INSTRUCTIONS FOR THE TASK >> Extract from the listing each line in which the word "marker" appears.

----------

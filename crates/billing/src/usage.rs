//! Usage accounting core
//!
//! Splits each usage call into a trial-credited part and a metered paid
//! part, enforces the daily soft cap on unbilled spend, and reports the paid
//! part to Stripe's billing meter.
//!
//! The steps are deliberately not transactional: Stripe's records are
//! authoritative and the local pending figure is a cap heuristic, so a crash
//! mid-sequence can only under-count locally, never double-bill.

use std::str::FromStr;

use reelkit_shared::{AccessStatus, UsageKind};
use serde::Serialize;
use stripe::{Invoice, ListInvoices, Subscription, SubscriptionId, SubscriptionStatus};
use time::OffsetDateTime;
use uuid::Uuid;

use crate::client::StripeClient;
use crate::error::{BillingError, BillingResult};
use crate::ledger::{Ledger, LedgerStore};
use crate::meter::MeterSink;
use crate::pricing::PriceResolver;
use crate::provision::UsageProvisioner;

/// Result of a successful usage charge
#[derive(Debug, Clone, Serialize)]
pub struct UsageOutcome {
    pub kind: UsageKind,
    pub quantity: i64,
    pub unit_cents: i64,
    /// Cents covered by trial credit
    pub credited_cents: i64,
    /// Cents reported to the meter for invoicing
    pub charged_cents: i64,
    pub free_qty: i64,
    pub paid_qty: i64,
    /// Meter event identifier, absent when the call was fully credited
    pub usage_event_id: Option<String>,
    pub cap_cents: i64,
}

/// The usage accounting service
pub struct UsageAccountant<M: MeterSink> {
    stripe: StripeClient,
    ledgers: LedgerStore,
    prices: PriceResolver,
    provisioner: UsageProvisioner,
    meter: M,
}

impl<M: MeterSink> UsageAccountant<M> {
    pub fn new(
        stripe: StripeClient,
        ledgers: LedgerStore,
        prices: PriceResolver,
        provisioner: UsageProvisioner,
        meter: M,
    ) -> Self {
        Self {
            stripe,
            ledgers,
            prices,
            provisioner,
            meter,
        }
    }

    /// Charge `quantity` units of `kind` to a user.
    ///
    /// `idem_token` makes retries safe: the meter identifier derived from it
    /// dedupes the paid portion on Stripe's side.
    pub async fn charge(
        &self,
        user_id: Uuid,
        kind: UsageKind,
        quantity: i64,
        idem_token: &str,
    ) -> BillingResult<UsageOutcome> {
        if quantity <= 0 {
            return Err(BillingError::InvalidQuantity(quantity));
        }

        let ledger = self.ledgers.get_required(user_id).await?;
        let customer_id = ledger
            .stripe_customer_id
            .clone()
            .ok_or(BillingError::NoPayerOnFile(user_id))?;

        let access = self.verify_access(&ledger).await?;

        let kind_pricing = self.stripe.config().pricing.for_kind(kind).clone();
        let unit_cents = self
            .prices
            .unit_cents(&self.stripe, &kind_pricing.price_id)
            .await?;

        let usage_subscription_id = self
            .provisioner
            .ensure_usage_subscription(user_id, &customer_id)
            .await?;

        let mut pending_cents = ledger.pending_local_cents;
        if self
            .maybe_reset_pending(&ledger, &usage_subscription_id)
            .await?
        {
            pending_cents = 0;
        }

        let mut credit_cents = ledger.trial_credit_cents;
        if access == AccessStatus::Trialing && !ledger.trial_credit_granted {
            let seed = self.stripe.config().trial_credit_cents;
            if self.ledgers.seed_trial_credit(user_id, seed).await? {
                credit_cents = seed;
                tracing::info!(user_id = %user_id, cents = seed, "seeded trial credit");
            }
        }

        let (mut free_qty, mut paid_qty) = split_quantity(quantity, credit_cents, unit_cents);
        let mut charged_cents = charge_cents(quantity, paid_qty, unit_cents)?;

        let cap_cents = self.stripe.config().daily_cap_cents;
        check_cap(pending_cents, charged_cents, cap_cents)?;

        if free_qty > 0 {
            let debit = free_qty * unit_cents;
            if !self.ledgers.debit_trial_credit(user_id, debit).await? {
                // A concurrent call spent the credit first; bill the lot
                free_qty = 0;
                paid_qty = quantity;
                charged_cents = charge_cents(quantity, paid_qty, unit_cents)?;
                check_cap(pending_cents, charged_cents, cap_cents)?;
            }
        }

        let mut usage_event_id = None;
        if paid_qty > 0 {
            let identifier = meter_identifier(user_id, kind, idem_token);
            let event_id = self
                .meter
                .record(&kind_pricing.meter_event, &customer_id, paid_qty, &identifier)
                .await?;
            self.ledgers.add_pending(user_id, charged_cents).await?;
            usage_event_id = Some(event_id.0);
        }

        self.ledgers.bump_counter(user_id, kind, quantity).await?;

        tracing::info!(
            user_id = %user_id,
            kind = %kind,
            quantity,
            free_qty,
            paid_qty,
            charged_cents,
            "charged usage"
        );

        Ok(UsageOutcome {
            kind,
            quantity,
            unit_cents,
            credited_cents: free_qty * unit_cents,
            charged_cents,
            free_qty,
            paid_qty,
            usage_event_id,
            cap_cents,
        })
    }

    /// Check the access subscription is active or trialing.
    ///
    /// Verified live against Stripe; when the lookup fails the locally
    /// mirrored status decides, so a Stripe outage degrades rather than
    /// hard-failing every usage call.
    async fn verify_access(&self, ledger: &Ledger) -> BillingResult<AccessStatus> {
        let subscription_id = ledger
            .access_subscription_id
            .as_deref()
            .ok_or_else(|| BillingError::SubscriptionInvalid("no access subscription".into()))?;

        let status = match self.live_status(subscription_id).await {
            Ok(status) => status,
            Err(err) => {
                tracing::warn!(
                    subscription_id = %subscription_id,
                    error = %err,
                    "live subscription lookup failed, using mirrored status"
                );
                ledger.access_status.unwrap_or(AccessStatus::Unknown)
            }
        };

        if !status.is_usable() {
            return Err(BillingError::SubscriptionInvalid(format!(
                "access subscription is {status}"
            )));
        }
        Ok(status)
    }

    async fn live_status(&self, subscription_id: &str) -> BillingResult<AccessStatus> {
        let id = SubscriptionId::from_str(subscription_id)
            .map_err(|_| BillingError::Internal("bad subscription id".to_string()))?;
        let subscription = Subscription::retrieve(self.stripe.inner(), &id, &[]).await?;
        Ok(access_status_from(subscription.status))
    }

    /// Zero the pending figure when the newest paid usage invoice covers a
    /// period we have not yet reset for. Keyed on `period_end`, so a second
    /// look at the same invoice is a no-op.
    async fn maybe_reset_pending(
        &self,
        ledger: &Ledger,
        usage_subscription_id: &str,
    ) -> BillingResult<bool> {
        let subscription_id = match SubscriptionId::from_str(usage_subscription_id) {
            Ok(id) => id,
            Err(_) => return Ok(false),
        };

        let mut params = ListInvoices::new();
        params.subscription = Some(subscription_id);
        params.status = Some(stripe::InvoiceStatus::Paid);
        params.limit = Some(1);

        let invoices = Invoice::list(self.stripe.inner(), &params).await?;
        let Some(invoice) = invoices.data.first() else {
            return Ok(false);
        };
        let Some(period_end) = invoice.period_end else {
            return Ok(false);
        };
        let period_end = OffsetDateTime::from_unix_timestamp(period_end)
            .map_err(|e| BillingError::Internal(e.to_string()))?;

        if let Some(marker) = ledger.pending_reset_at {
            if period_end <= marker {
                return Ok(false);
            }
        }

        let reset = self
            .ledgers
            .reset_pending_for_period(ledger.user_id, period_end)
            .await?;
        if reset {
            tracing::info!(
                user_id = %ledger.user_id,
                period_end = %period_end,
                "reset pending spend for paid invoice period"
            );
        }
        Ok(reset)
    }
}

/// Split a quantity into trial-credited and paid units.
///
/// Credit covers whole units only; a remainder smaller than one unit stays
/// on the ledger for a later call.
pub(crate) fn split_quantity(quantity: i64, credit_cents: i64, unit_cents: i64) -> (i64, i64) {
    let coverable = if unit_cents > 0 {
        credit_cents / unit_cents
    } else {
        0
    };
    let free_qty = quantity.min(coverable.max(0));
    (free_qty, quantity - free_qty)
}

/// Chargeable cents for the paid portion.
///
/// The multiplication is checked: a quantity large enough to wrap i64 would
/// otherwise produce a negative charge and slip under the cap, so it is
/// rejected as an invalid quantity before the cap check.
pub(crate) fn charge_cents(
    quantity: i64,
    paid_qty: i64,
    unit_cents: i64,
) -> BillingResult<i64> {
    paid_qty
        .checked_mul(unit_cents)
        .ok_or(BillingError::InvalidQuantity(quantity))
}

/// Reject a charge that would push unbilled spend past the cap.
///
/// Rejection is all-or-nothing and happens before any mutation: a rejected
/// call leaves no meter event, no credit debit, and no counter bump.
pub(crate) fn check_cap(
    pending_cents: i64,
    charge_cents: i64,
    cap_cents: i64,
) -> BillingResult<()> {
    if pending_cents >= cap_cents || pending_cents + charge_cents > cap_cents {
        return Err(BillingError::CapExceeded {
            pending_cents,
            cap_cents,
            remaining_cents: (cap_cents - pending_cents).max(0),
        });
    }
    Ok(())
}

/// Meter identifier for a charge, stable across retries of the same call
pub(crate) fn meter_identifier(user_id: Uuid, kind: UsageKind, token: &str) -> String {
    format!("{user_id}:{kind}:{token}")
}

fn access_status_from(status: SubscriptionStatus) -> AccessStatus {
    match status {
        SubscriptionStatus::Trialing => AccessStatus::Trialing,
        SubscriptionStatus::Active => AccessStatus::Active,
        SubscriptionStatus::PastDue => AccessStatus::PastDue,
        SubscriptionStatus::Canceled => AccessStatus::Canceled,
        SubscriptionStatus::Unpaid => AccessStatus::Unpaid,
        SubscriptionStatus::Incomplete => AccessStatus::Incomplete,
        SubscriptionStatus::IncompleteExpired => AccessStatus::IncompleteExpired,
        SubscriptionStatus::Paused => AccessStatus::Paused,
    }
}

#[cfg(test)]
mod tests {
    #![allow(clippy::unwrap_used)]

    use super::*;

    #[test]
    fn split_covers_whole_units_only() {
        // $5.00 credit, 40c units: credit covers 12 units, 20c remainder stays
        assert_eq!(split_quantity(20, 500, 40), (12, 8));
        assert_eq!(split_quantity(5, 500, 40), (5, 0));
        assert_eq!(split_quantity(13, 500, 40), (12, 1));
        // $5.00 credit at $1.00 units covers three whole units for free
        assert_eq!(split_quantity(3, 500, 100), (3, 0));
    }

    #[test]
    fn split_with_no_credit_is_fully_paid() {
        assert_eq!(split_quantity(10, 0, 40), (0, 10));
        assert_eq!(split_quantity(10, 39, 40), (0, 10));
    }

    #[test]
    fn split_sums_to_quantity() {
        for (q, c, u) in [(1, 0, 40), (100, 500, 40), (7, 10_000, 95), (3, 120, 40)] {
            let (free, paid) = split_quantity(q, c, u);
            assert_eq!(free + paid, q);
            assert!(free >= 0 && paid >= 0);
            assert!(free * u <= c || free == 0);
        }
    }

    // Trial user with $5.00 credit buys 20 script units at 40c: 12 free,
    // 8 paid, $3.20 metered.
    #[test]
    fn trial_credit_split() {
        let (free, paid) = split_quantity(20, 500, 40);
        assert_eq!((free, paid), (12, 8));
        assert_eq!(paid * 40, 320);
        assert_eq!(free * 40, 480);
    }

    #[test]
    fn cap_rejects_before_any_spend() {
        // $149.60 pending against a $150.00 cap: a 95c unit must bounce
        let err = check_cap(14_960, 95, 15_000).unwrap_err();
        match err {
            BillingError::CapExceeded {
                pending_cents,
                cap_cents,
                remaining_cents,
            } => {
                assert_eq!(pending_cents, 14_960);
                assert_eq!(cap_cents, 15_000);
                assert_eq!(remaining_cents, 40);
            }
            other => panic!("expected CapExceeded, got {other:?}"),
        }
    }

    #[test]
    fn cap_rejection_reports_headroom() {
        // $149.50 pending, $1.00 unit: one more unit would overshoot by 50c
        let err = check_cap(14_950, 100, 15_000).unwrap_err();
        match err {
            BillingError::CapExceeded { remaining_cents, .. } => {
                assert_eq!(remaining_cents, 50)
            }
            other => panic!("expected CapExceeded, got {other:?}"),
        }
    }

    #[test]
    fn cap_allows_exact_fill() {
        assert!(check_cap(14_960, 40, 15_000).is_ok());
        assert!(check_cap(0, 15_000, 15_000).is_ok());
    }

    #[test]
    fn cap_rejects_when_already_at_cap() {
        let err = check_cap(15_000, 0, 15_000).unwrap_err();
        match err {
            BillingError::CapExceeded { remaining_cents, .. } => {
                assert_eq!(remaining_cents, 0)
            }
            other => panic!("expected CapExceeded, got {other:?}"),
        }
        // Over-cap pending never reports negative headroom
        let err = check_cap(15_100, 40, 15_000).unwrap_err();
        match err {
            BillingError::CapExceeded { remaining_cents, .. } => {
                assert_eq!(remaining_cents, 0)
            }
            other => panic!("expected CapExceeded, got {other:?}"),
        }
    }

    #[test]
    fn charge_is_checked_multiplication() {
        assert_eq!(charge_cents(20, 8, 40).unwrap(), 320);
        assert_eq!(charge_cents(3, 0, 100).unwrap(), 0);
    }

    #[test]
    fn oversized_quantity_cannot_wrap_past_the_cap() {
        // Large enough that paid * unit wraps i64 negative; a wrapped charge
        // would pass the cap check, so the multiplication must reject first
        let quantity = i64::MAX / 50;
        let (free, paid) = split_quantity(quantity, 0, 100);
        assert_eq!(free, 0);
        assert!(check_cap(14_000, paid.wrapping_mul(100), 15_000).is_ok());

        let err = charge_cents(quantity, paid, 100).unwrap_err();
        assert!(matches!(err, BillingError::InvalidQuantity(q) if q == quantity));
    }

    #[test]
    fn meter_identifier_is_stable_per_token() {
        let user = Uuid::nil();
        let a = meter_identifier(user, UsageKind::Voice, "tok-1");
        let b = meter_identifier(user, UsageKind::Voice, "tok-1");
        assert_eq!(a, b);
        assert_eq!(a, format!("{user}:voice:tok-1"));
        assert_ne!(a, meter_identifier(user, UsageKind::Voice, "tok-2"));
        assert_ne!(a, meter_identifier(user, UsageKind::Edit, "tok-1"));
    }
}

----------

ANSWER FOR THIS EXERCISE >>
        if let Some(marker) = ledger.pending_reset_at {
            if period_end <= marker {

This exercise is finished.